Mechanistic investigation of cardiac complications of COVID-19

Rationale
On May 4, 2020, the outbreak of COVID-19 caused by SARS-CoV-2 has escalated to 3.5 million cases worldwide, including 250,000 deaths. Severe lung disease with acute respiratory distress syndrome represents one of the most common complications. Additionally, myocardial injury is present in more than a quarter of critical cases, manifesting either acutely on presentation or more insidiously as illness severity intensifies. The possibility that SARS-CoV-2 infects the heart remains however uncertain.
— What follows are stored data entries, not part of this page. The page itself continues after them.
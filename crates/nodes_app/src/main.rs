mod app;
mod config;
mod effects;
mod logging;
mod ui;

fn main() -> anyhow::Result<()> {
    app::run_app()
}
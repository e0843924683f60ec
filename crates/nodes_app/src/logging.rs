//! Logging initialization for nodes_app.
//!
//! Writes logs to `./console.log` in the current working directory.

use std::fs::File;
use std::path::PathBuf;

use log::LevelFilter;
use simplelog::{
    ColorChoice, CombinedLogger, Config, ConfigBuilder, SharedLogger, TermLogger, TerminalMode,
    WriteLogger,
};

const LOG_FILENAME: &str = "./console.log";

/// Destination for log output.
#[allow(dead_code)]
pub enum LogDestination {
    /// Write to ./console.log in current directory.
    File,
    /// Write to terminal (stdout).
    Terminal,
    /// Write to both file and terminal.
    Both,
}

/// Initialize the logger with the specified destination.
///
/// For `LogDestination::File` or `Both`, creates `./console.log` in the
/// current working directory. Stdout is the rendering surface, so the
/// default destination keeps log lines out of it.
pub fn initialize(destination: LogDestination) {
    let level = LevelFilter::Info;

    let config = build_config();

    let loggers: Vec<Box<dyn SharedLogger>> = match destination {
        LogDestination::File => {
            if let Some(file_logger) = create_file_logger(level, config) {
                vec![file_logger]
            } else {
                return;
            }
        }
        LogDestination::Terminal => {
            vec![TermLogger::new(
                level,
                config,
                TerminalMode::Mixed,
                ColorChoice::Auto,
            )]
        }
        LogDestination::Both => {
            let mut loggers: Vec<Box<dyn SharedLogger>> = vec![TermLogger::new(
                level,
                config.clone(),
                TerminalMode::Mixed,
                ColorChoice::Auto,
            )];
            if let Some(file_logger) = create_file_logger(level, config) {
                loggers.push(file_logger);
            }
            loggers
        }
    };

    let _ = CombinedLogger::init(loggers);
}

fn build_config() -> Config {
    ConfigBuilder::new()
        .set_time_format_rfc3339()
        .set_target_level(LevelFilter::Error)
        .build()
}

fn create_file_logger(level: LevelFilter, config: Config) -> Option<Box<WriteLogger<File>>> {
    let log_path = PathBuf::from(LOG_FILENAME);
    match File::create(&log_path) {
        Ok(file) => Some(WriteLogger::new(level, config, file)),
        Err(err) => {
            eprintln!(
                "Warning: Could not create log file at {:?}: {}",
                log_path, err
            );
            None
        }
    }
}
Although viral genetic material (viral-RNA) can be found in different organs including the myocardium, there is no substantial evidence that the virus replicates outside the airways. Viral-RNA in non-respiratory tissues may reflect killed or inactivated virus that is no longer infectious. Therefore, SARS-CoV-2 may cause cardiac complications by indirect mechanisms, for instance through the activation of inflammation and adaptive immune response. Moreover, capsid proteins used by SARS-CoV-2 to enter cells, can circulate in the bloodstream, bind the ACE2 receptor, and provoke cellular effects through ACE2-related signalling. Understanding mechanisms is essential for establishing new treatment of cardiovascular complications.

Aims & Objectives
We propose to investigate the direct effect of the viral capsid proteins on human cardiac cells, focusing on functional readouts, molecular mechanisms, and targeted therapeutic approaches to preserve cellular homeostasis.

Methods
This project will comprehensively assess the impact of viral capsid proteins on primary cardiac cells in culture. Specifically, the project will assess the phenotypic and functional effects in single culture and coculture and associate these effects to molecular changes assessed at mRNA and protein level. Based on molecular discoveries, we will propose targeted treatments inhibiting the interaction between the virus and human cells as well as interfering with pathays activated downstream of the ACE2 receptor. This PhD project will also assess the interplay between the cardiac cells under the influence of the virus, for instance how the virus proteins can alter the stabilization of vascular networks by cardiac pericytes. The research will provide advanced training in cutting-edge cardiovascular science in an unique environment devoted to translational medicine.